This post is from the CollabNet VersionOne blog and has not been updated since the original publish date.
How Subversion conserves disk space
I wanted to share something from our March openCollabNet Technical Newsletter. If you do not get our newsletter yet, sign up for openCollabNet. It only takes a minute.
To keep the size of the repository as small as possible, Subversion uses deltification, also called "deltified storage". Deltification is the encoding of a chunk of data as a collection of differences against some other data. If two files are very similar, deltification results in storage savings because only the changes are stored, not the entire file.
This works differently depending on what filesystem back-end you use. In BDB (Berkeley Database) fulltexts are found at the tips of each distinct line of a file’s history. When a change occurs, the new version is stored as fulltext, then the previous version is rewritten as a delta against that new version. FSFS stores deltas in the opposite direction so that old versions never need to be rewritten. When a file is changed, the new version is stored as a delta against an older version.
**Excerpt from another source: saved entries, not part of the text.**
//! Application configuration for the Repodex server.
//!
//! User config lives at `~/.repodex/repodex.toml`.
//! CLI flags override config file values, which override defaults.
//! Secrets are referenced by environment-variable name and never stored.

use std::path::{Path, PathBuf};

use serde::{Deserialize, Serialize};

use crate::error::{RepodexError, Result};

/// Default configuration file name.
const CONFIG_FILE_NAME: &str = "repodex.toml";

/// Default config directory name under the user's home.
const CONFIG_DIR_NAME: &str = ".repodex";

// ---------------------------------------------------------------------------
// Config structs (matching repodex.toml schema)
// ---------------------------------------------------------------------------

/// Top-level application config, deserialized from TOML.
#[derive(Debug, Clone, Default, Serialize, Deserialize)]
pub struct AppConfig {
    /// HTTP server settings.
    #[serde(default)]
    pub server: ServerConfig,

    /// Database location.
    #[serde(default)]
    pub database: DatabaseConfig,

    /// Session token settings.
    #[serde(default)]
    pub auth: AuthConfig,

    /// First-run admin bootstrap.
    #[serde(default)]
    pub bootstrap: BootstrapConfig,
}

/// `[server]` section.
#[derive(Debug, Clone, Serialize, Deserialize)]
pub struct ServerConfig {
    /// Bind address.
    #[serde(default = "default_bind")]
    pub bind: String,

    /// Listen port.
    #[serde(default = "default_port")]
    pub port: u16,

    /// Public base URL used for sitemap links (the service never trusts
    /// forwarded headers).
    #[serde(default = "default_public_url")]
    pub public_url: String,

    /// Base URL of a GitHub info-card renderer. When unset, repository
    /// listings carry no card links.
    #[serde(default)]
    pub card_base_url: Option<String>,
}

impl Default for ServerConfig {
    fn default() -> Self {
        Self {
            bind: default_bind(),
            port: default_port(),
            public_url: default_public_url(),
            card_base_url: None,
        }
    }
}

fn default_bind() -> String {
    "0.0.0.0".into()
}
fn default_port() -> u16 {
    8000
}
fn default_public_url() -> String {
    "http://localhost:8000".into()
}

/// `[database]` section.
#[derive(Debug, Clone, Serialize, Deserialize)]
pub struct DatabaseConfig {
    /// Path to the libSQL database file.
    #[serde(default = "default_db_path")]
    pub path: String,
}

impl Default for DatabaseConfig {
    fn default() -> Self {
        Self {
            path: default_db_path(),
        }
    }
}

fn default_db_path() -> String {
    "repodex.db".into()
}

/// `[auth]` section.
#[derive(Debug, Clone, Serialize, Deserialize)]
pub struct AuthConfig {
    /// Name of the env var holding the JWT signing secret
    /// (never store the secret itself).
    #[serde(default = "default_jwt_secret_env")]
    pub jwt_secret_env: String,

    /// Session token lifetime in minutes.
    #[serde(default = "default_token_ttl")]
    pub token_ttl_minutes: i64,
}

impl Default for AuthConfig {
    fn default() -> Self {
        Self {
            jwt_secret_env: default_jwt_secret_env(),
            token_ttl_minutes: default_token_ttl(),
        }
    }
}

fn default_jwt_secret_env() -> String {
    "REPODEX_JWT_SECRET".into()
}
fn default_token_ttl() -> i64 {
    // 24-hour sessions
    1440
}

/// `[bootstrap]` section — default admin created when the table is empty.
#[derive(Debug, Clone, Serialize, Deserialize)]
pub struct BootstrapConfig {
    /// Env var holding the initial admin username.
    #[serde(default = "default_username_env")]
    pub username_env: String,

    /// Env var holding the initial admin password.
    #[serde(default = "default_password_env")]
    pub password_env: String,
}

impl Default for BootstrapConfig {
    fn default() -> Self {
        Self {
            username_env: default_username_env(),
            password_env: default_password_env(),
        }
    }
}

fn default_username_env() -> String {
    "REPODEX_ADMIN_USERNAME".into()
}
fn default_password_env() -> String {
    "REPODEX_ADMIN_PASSWORD".into()
}

impl AppConfig {
    /// Resolve the JWT signing secret from the configured env var.
    pub fn jwt_secret(&self) -> Result<String> {
        match std::env::var(&self.auth.jwt_secret_env) {
            Ok(val) if !val.is_empty() => Ok(val),
            _ => Err(RepodexError::config(format!(
                "JWT secret not found. Set the {} environment variable.",
                self.auth.jwt_secret_env
            ))),
        }
    }

    /// Resolve bootstrap admin credentials, falling back to well-known
    /// defaults for local development.
    pub fn bootstrap_credentials(&self) -> (String, String) {
        let username =
            std::env::var(&self.bootstrap.username_env).unwrap_or_else(|_| "admin".into());
        let password =
            std::env::var(&self.bootstrap.password_env).unwrap_or_else(|_| "admin123".into());
        (username, password)
    }
}

// ---------------------------------------------------------------------------
// Config loading
// ---------------------------------------------------------------------------

/// Get the path to the config directory (`~/.repodex/`).
pub fn config_dir() -> Result<PathBuf> {
    let home = dirs::home_dir()
        .ok_or_else(|| RepodexError::config("could not determine home directory"))?;
    Ok(home.join(CONFIG_DIR_NAME))
}

/// Get the path to the config file (`~/.repodex/repodex.toml`).
pub fn config_file_path() -> Result<PathBuf> {
    Ok(config_dir()?.join(CONFIG_FILE_NAME))
}

/// Load the application config from disk. Returns defaults if the file does not exist.
pub fn load_config() -> Result<AppConfig> {
    let path = config_file_path()?;

    if !path.exists() {
        tracing::debug!(?path, "config file not found, using defaults");
        return Ok(AppConfig::default());
    }

    load_config_from(&path)
}

/// Load the application config from a specific file path.
pub fn load_config_from(path: &Path) -> Result<AppConfig> {
    let content = std::fs::read_to_string(path).map_err(|e| RepodexError::io(path, e))?;

    toml::from_str(&content)
        .map_err(|e| RepodexError::config(format!("failed to parse {}: {e}", path.display())))
}

#[cfg(test)]
mod tests {
    use super::*;

    #[test]
    fn default_config_serializes() {
        let config = AppConfig::default();
        let toml_str = toml::to_string_pretty(&config).expect("serialize default config");
        assert!(toml_str.contains("public_url"));
        assert!(toml_str.contains("REPODEX_JWT_SECRET"));
    }

    #[test]
    fn config_roundtrip() {
        let config = AppConfig::default();
        let toml_str = toml::to_string_pretty(&config).expect("serialize");
        let parsed: AppConfig = toml::from_str(&toml_str).expect("deserialize");
        assert_eq!(parsed.server.port, 8000);
        assert_eq!(parsed.auth.token_ttl_minutes, 1440);
        assert_eq!(parsed.database.path, "repodex.db");
    }

    #[test]
    fn partial_config_fills_defaults() {
        let toml_str = r#"
[server]
port = 9000

[database]
path = "/var/lib/repodex/catalog.db"
"#;
        let config: AppConfig = toml::from_str(toml_str).expect("parse");
        assert_eq!(config.server.port, 9000);
        assert_eq!(config.server.bind, "0.0.0.0");
        assert_eq!(config.server.card_base_url, None);
        assert_eq!(config.database.path, "/var/lib/repodex/catalog.db");
        assert_eq!(config.auth.jwt_secret_env, "REPODEX_JWT_SECRET");
    }

    #[test]
    fn jwt_secret_requires_env() {
        let mut config = AppConfig::default();
        // Use a unique env var name to avoid interfering with other tests
        config.auth.jwt_secret_env = "REPODEX_TEST_NONEXISTENT_SECRET_98765".into();
        let result = config.jwt_secret();
        assert!(result.is_err());
        assert!(result.unwrap_err().to_string().contains("JWT secret"));
    }

    #[test]
    fn bootstrap_falls_back_to_defaults() {
        let mut config = AppConfig::default();
        config.bootstrap.username_env = "REPODEX_TEST_NONEXISTENT_USER_98765".into();
        config.bootstrap.password_env = "REPODEX_TEST_NONEXISTENT_PASS_98765".into();
        let (user, pass) = config.bootstrap_credentials();
        assert_eq!(user, "admin");
        assert_eq!(pass, "admin123");
    }
}
//! SQL migration definitions for the Repodex database.
//!
//! Migrations are applied in order on database open. Each migration has a
//! version number and a set of SQL statements executed as a batch.

/// A database migration with a version and SQL statements.
pub(crate) struct Migration {
    pub version: u32,
    pub description: &'static str,
    pub sql: &'static str,
}

/// All migrations, in ascending version order.
pub(crate) fn all_migrations() -> Vec<Migration> {
    vec![Migration {
        version: 1,
        description: "Initial schema: categories, repositories, admins, configs",
        sql: r#"
-- Schema version tracking
CREATE TABLE IF NOT EXISTS schema_migrations (
    version    INTEGER PRIMARY KEY,
    applied_at TEXT NOT NULL DEFAULT (datetime('now'))
);

-- Self-referential category tree (levels 0..2)
CREATE TABLE IF NOT EXISTS categories (
    id         INTEGER PRIMARY KEY AUTOINCREMENT,
    name       TEXT NOT NULL,
    parent_id  INTEGER REFERENCES categories(id),
    level      INTEGER NOT NULL DEFAULT 0,
    created_at TEXT NOT NULL
);

CREATE INDEX IF NOT EXISTS idx_categories_parent ON categories(parent_id);

-- Cataloged repositories, each linked to exactly one category
CREATE TABLE IF NOT EXISTS repositories (
    id          INTEGER PRIMARY KEY AUTOINCREMENT,
    name        TEXT NOT NULL,
    github_url  TEXT NOT NULL UNIQUE,
    owner       TEXT NOT NULL,
    repo_name   TEXT NOT NULL,
    category_id INTEGER NOT NULL REFERENCES categories(id),
    description TEXT,
    added_at    TEXT NOT NULL,
    updated_at  TEXT
);

CREATE INDEX IF NOT EXISTS idx_repositories_category ON repositories(category_id);
CREATE INDEX IF NOT EXISTS idx_repositories_added_at ON repositories(added_at);

-- Administrator accounts
CREATE TABLE IF NOT EXISTS admins (
    id            INTEGER PRIMARY KEY AUTOINCREMENT,
    username      TEXT NOT NULL UNIQUE,
    password_hash TEXT NOT NULL,
    created_at    TEXT NOT NULL
);

-- Key/value settings (enrichment credentials live here)
CREATE TABLE IF NOT EXISTS configs (
    id          INTEGER PRIMARY KEY AUTOINCREMENT,
    key         TEXT NOT NULL UNIQUE,
    value       TEXT,
    description TEXT,
    updated_at  TEXT NOT NULL
);

INSERT INTO schema_migrations (version) VALUES (1);
"#,
    }]
}
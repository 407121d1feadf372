//! TUI rendering for Almacen using ratatui.

mod effects;
mod input;
mod theme;

pub use effects::animate_panel;
pub use input::{InputPump, apply_event, handle_events};
pub use theme::{Glyphs, Palette, glyphs, palette, spinner_frame, styles};

use std::time::Duration;

use ratatui::{
    Frame,
    layout::{Alignment, Constraint, Direction, Layout, Rect},
    style::{Modifier, Style},
    text::{Line, Span},
    widgets::{Block, BorderType, Borders, Clear, Padding, Paragraph, Wrap},
};
use unicode_width::UnicodeWidthStr;

use almacen_engine::{Alert, App, Field, Focus, PanelEffectKind, Route};

const PANEL_WIDTH: u16 = 48;
const ALERT_WIDTH: u16 = 44;
const FORGOT_PASSWORD: &str = "¿Olvidaste tu contraseña?";
const APP_TITLE: &str = "Almacen App";

/// Main draw function
pub fn draw(frame: &mut Frame, app: &mut App) {
    let options = app.ui_options();
    let palette = palette(options);
    let glyphs = glyphs(options);
    // Clear with background color
    let bg_block = Block::default().style(Style::default().bg(palette.bg_dark));
    frame.render_widget(bg_block, frame.area());

    let elapsed = app.frame_elapsed();

    match app.route() {
        Route::SignIn => draw_sign_in(frame, app, elapsed, &palette, &glyphs),
        route => draw_landing(frame, app, route, &palette),
    }

    if let Some(alert) = app.alert().cloned() {
        draw_alert(frame, app, &alert, elapsed, &palette, &glyphs);
    }
}

/// Rect of `width` x `height` centered in `area`, clamped to fit.
fn centered_rect(area: Rect, width: u16, height: u16) -> Rect {
    let width = width.min(area.width);
    let height = height.min(area.height);
    Rect {
        x: area.x + (area.width - width) / 2,
        y: area.y + (area.height - height) / 2,
        width,
        height,
    }
}

/// Advance the active effect of `kind` and return the animated rect.
fn animated_area(
    app: &mut App,
    kind: PanelEffectKind,
    base: Rect,
    viewport: Rect,
    elapsed: Duration,
) -> Rect {
    let (rect, effect_done) = match app.panel_effect_mut() {
        Some(effect) if effect.kind() == kind => {
            effect.advance(elapsed);
            (
                animate_panel(effect, base, viewport),
                effect.is_finished(),
            )
        }
        _ => (base, false),
    };

    if effect_done {
        app.clear_panel_effect();
    }
    rect
}

fn panel_block(palette: &Palette) -> Block<'static> {
    Block::default()
        .borders(Borders::ALL)
        .border_type(BorderType::Rounded)
        .border_style(Style::default().fg(palette.primary))
        .style(Style::default().bg(palette.bg_panel))
        .padding(Padding::new(2, 2, 1, 1))
}

fn key_hints(pairs: &[(&'static str, &'static str)], palette: &Palette) -> Line<'static> {
    let mut spans = Vec::with_capacity(pairs.len() * 2);
    for (i, (key, action)) in pairs.iter().enumerate() {
        let sep = if i + 1 == pairs.len() { "" } else { "  " };
        spans.push(Span::styled(*key, styles::key_highlight(palette)));
        spans.push(Span::styled(format!(" {action}{sep}"), styles::key_hint(palette)));
    }
    Line::from(spans)
}

fn draw_sign_in(
    frame: &mut Frame,
    app: &mut App,
    elapsed: Duration,
    palette: &Palette,
    glyphs: &Glyphs,
) {
    let area = frame.area();
    // title, spacer, 2 x (label, input, error), forgot, spacer, button, spacer, hints
    let content_height: u16 = 1 + 1 + 2 * (1 + 3 + 1) + 1 + 1 + 1 + 1 + 1;
    let base = centered_rect(area, PANEL_WIDTH, content_height + 4);
    let panel_area = animated_area(app, PanelEffectKind::SubmitBlocked, base, area, elapsed);

    frame.render_widget(Clear, panel_area);
    let block = panel_block(palette);
    let inner = block.inner(panel_area);
    frame.render_widget(block, panel_area);

    let rows = Layout::default()
        .direction(Direction::Vertical)
        .constraints([
            Constraint::Length(1), // Title
            Constraint::Length(1),
            Constraint::Length(1), // Username label
            Constraint::Length(3), // Username input
            Constraint::Length(1), // Username error
            Constraint::Length(1), // Password label
            Constraint::Length(3), // Password input
            Constraint::Length(1), // Password error
            Constraint::Length(1), // Forgot password
            Constraint::Length(1),
            Constraint::Length(1), // Button
            Constraint::Length(1),
            Constraint::Length(1), // Hints
        ])
        .split(inner);

    let title = Paragraph::new(Line::from(Span::styled(APP_TITLE, styles::title(palette))))
        .alignment(Alignment::Center);
    frame.render_widget(title, rows[0]);

    let show_cursor = app.alert().is_none();
    draw_field(
        frame,
        app,
        Field::Username,
        [rows[2], rows[3], rows[4]],
        show_cursor,
        palette,
        glyphs,
    );
    draw_field(
        frame,
        app,
        Field::Password,
        [rows[5], rows[6], rows[7]],
        show_cursor,
        palette,
        glyphs,
    );

    let forgot = Paragraph::new(Line::from(Span::styled(
        FORGOT_PASSWORD,
        Style::default()
            .fg(palette.text_muted)
            .add_modifier(Modifier::ITALIC),
    )))
    .alignment(Alignment::Right);
    frame.render_widget(forgot, rows[8]);

    draw_submit_button(frame, app, rows[10], palette, glyphs);

    let hints = key_hints(
        &[("Tab", "siguiente"), ("Enter", "enviar"), ("Esc", "salir")],
        palette,
    );
    frame.render_widget(Paragraph::new(hints).alignment(Alignment::Center), rows[12]);
}

fn draw_field(
    frame: &mut Frame,
    app: &App,
    field: Field,
    [label_area, input_area, error_area]: [Rect; 3],
    show_cursor: bool,
    palette: &Palette,
    glyphs: &Glyphs,
) {
    let form = app.form();
    let input = form.field(field);
    let focused = app.focus().field() == Some(field);
    let error = form.visible_error(field);

    let label = Paragraph::new(Line::from(Span::styled(
        field.label(),
        styles::label(palette, focused),
    )));
    frame.render_widget(label, label_area);

    let (display, before_cursor_width) = if field.is_secret() {
        (
            std::iter::repeat_n(glyphs.mask, input.grapheme_count()).collect::<String>(),
            input.cursor(),
        )
    } else {
        (
            input.text().to_string(),
            input.text_before_cursor().width(),
        )
    };

    let inner_width = usize::from(input_area.width.saturating_sub(2)).max(1);
    // Keep the cursor inside the box by scrolling horizontally.
    let scroll = before_cursor_width.saturating_sub(inner_width - 1);

    let content = if input.is_empty() {
        let placeholder = if field.is_secret() {
            field.placeholder().chars().map(|_| glyphs.mask).collect()
        } else {
            field.placeholder().to_string()
        };
        Line::from(Span::styled(placeholder, styles::placeholder(palette)))
    } else {
        Line::from(Span::styled(
            display,
            Style::default().fg(palette.text_primary),
        ))
    };

    let block = Block::default()
        .borders(Borders::ALL)
        .border_type(BorderType::Rounded)
        .border_style(styles::input_border(palette, focused, error.is_some()))
        .style(Style::default().bg(palette.bg_input));
    let paragraph = Paragraph::new(content)
        .block(block)
        .scroll((0, u16::try_from(scroll).unwrap_or(u16::MAX)));
    frame.render_widget(paragraph, input_area);

    if let Some(error) = error {
        let line = Line::from(Span::styled(
            error.message().to_string(),
            styles::field_error(palette),
        ));
        frame.render_widget(Paragraph::new(line), error_area);
    }

    if focused && show_cursor {
        let offset = u16::try_from(before_cursor_width - scroll).unwrap_or(0);
        frame.set_cursor_position((input_area.x + 1 + offset, input_area.y + 1));
    }
}

fn draw_submit_button(
    frame: &mut Frame,
    app: &App,
    area: Rect,
    palette: &Palette,
    glyphs: &Glyphs,
) {
    let enabled = app.submit_enabled();
    let focused = app.focus() == Focus::Submit;
    let label = if app.is_submitting() {
        format!("  {}  ", spinner_frame(app.tick_count(), app.ui_options()))
    } else {
        format!("  Iniciar sesión {}  ", glyphs.arrow_right)
    };

    let button = Paragraph::new(Line::from(Span::styled(
        label,
        styles::button(palette, enabled, focused),
    )))
    .alignment(Alignment::Center);
    frame.render_widget(button, area);
}

fn draw_landing(frame: &mut Frame, app: &App, route: Route, palette: &Palette) {
    let area = frame.area();
    let panel_area = centered_rect(area, PANEL_WIDTH, 12);

    frame.render_widget(Clear, panel_area);
    let block = panel_block(palette).title(Line::from(Span::styled(
        format!(" {APP_TITLE} "),
        Style::default()
            .fg(palette.text_primary)
            .add_modifier(Modifier::BOLD),
    )));

    let mut lines = vec![
        Line::from(Span::styled(route.title(), styles::title(palette))),
        Line::from(Span::styled(
            route.path(),
            Style::default().fg(palette.text_muted),
        )),
        Line::from(""),
    ];

    let payload = app.store().state().payload();
    if let Some(name) = payload.and_then(|payload| payload.display_name()) {
        lines.push(Line::from(vec![
            Span::styled("Sesión iniciada como ", Style::default().fg(palette.text_secondary)),
            Span::styled(
                name.to_string(),
                Style::default()
                    .fg(palette.text_primary)
                    .add_modifier(Modifier::BOLD),
            ),
        ]));
    } else {
        lines.push(Line::from(Span::styled(
            "Sesión iniciada",
            Style::default().fg(palette.text_secondary),
        )));
    }
    if let Some(role) = payload.and_then(|payload| payload.primary_role_name()) {
        lines.push(Line::from(Span::styled(
            role.to_string(),
            Style::default().fg(palette.accent),
        )));
    }

    lines.push(Line::from(""));
    lines.push(key_hints(&[("s", "cerrar sesión"), ("q", "salir")], palette));

    frame.render_widget(
        Paragraph::new(lines).block(block).alignment(Alignment::Center),
        panel_area,
    );
}

fn draw_alert(
    frame: &mut Frame,
    app: &mut App,
    alert: &Alert,
    elapsed: Duration,
    palette: &Palette,
    glyphs: &Glyphs,
) {
    let area = frame.area();
    let color = palette.alert_color(alert.kind());

    let width = ALERT_WIDTH.min(area.width.saturating_sub(2)).max(20);
    let content_width = usize::from(width.saturating_sub(6)).max(1); // borders + padding
    let message_lines = alert.message().width().div_ceil(content_width).max(1);
    let height = u16::try_from(message_lines).unwrap_or(1) + 2 + 4;

    let base = centered_rect(area, width, height);
    let dialog_area = animated_area(app, PanelEffectKind::AlertOpening, base, area, elapsed);

    frame.render_widget(Clear, dialog_area);

    let block = Block::default()
        .borders(Borders::ALL)
        .border_type(BorderType::Rounded)
        .border_style(Style::default().fg(color))
        .style(Style::default().bg(palette.bg_panel))
        .padding(Padding::new(2, 2, 1, 1))
        .title(Line::from(Span::styled(
            format!(" {} {} ", glyphs.info, alert.title()),
            Style::default().fg(color).add_modifier(Modifier::BOLD),
        )));

    let lines = vec![
        Line::from(Span::styled(
            alert.message().to_string(),
            Style::default().fg(palette.text_primary),
        )),
        Line::from(""),
        key_hints(&[("Enter", "aceptar")], palette),
    ];

    let dialog = Paragraph::new(lines)
        .block(block)
        .alignment(Alignment::Center)
        .wrap(Wrap { trim: true });
    frame.render_widget(dialog, dialog_area);
}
Most source code files change frequently and Subversion’s performance would degrade if it had to use every individual delta to re-create a file that has changed many times. Subversion uses "skip-deltas" to improve performance. Skip-deltas are deltas that are calculated not against the immediate next or previous version, but against a version that’s closer in the chain of deltas to a fulltext representation of the file. This way the version of a file can be re-created using less deltas than when a delta for each individual change would be needed.
For repositories created with Subversion 1.4 or later, space savings increase further because the delta chunks are stored using a compression algorithm.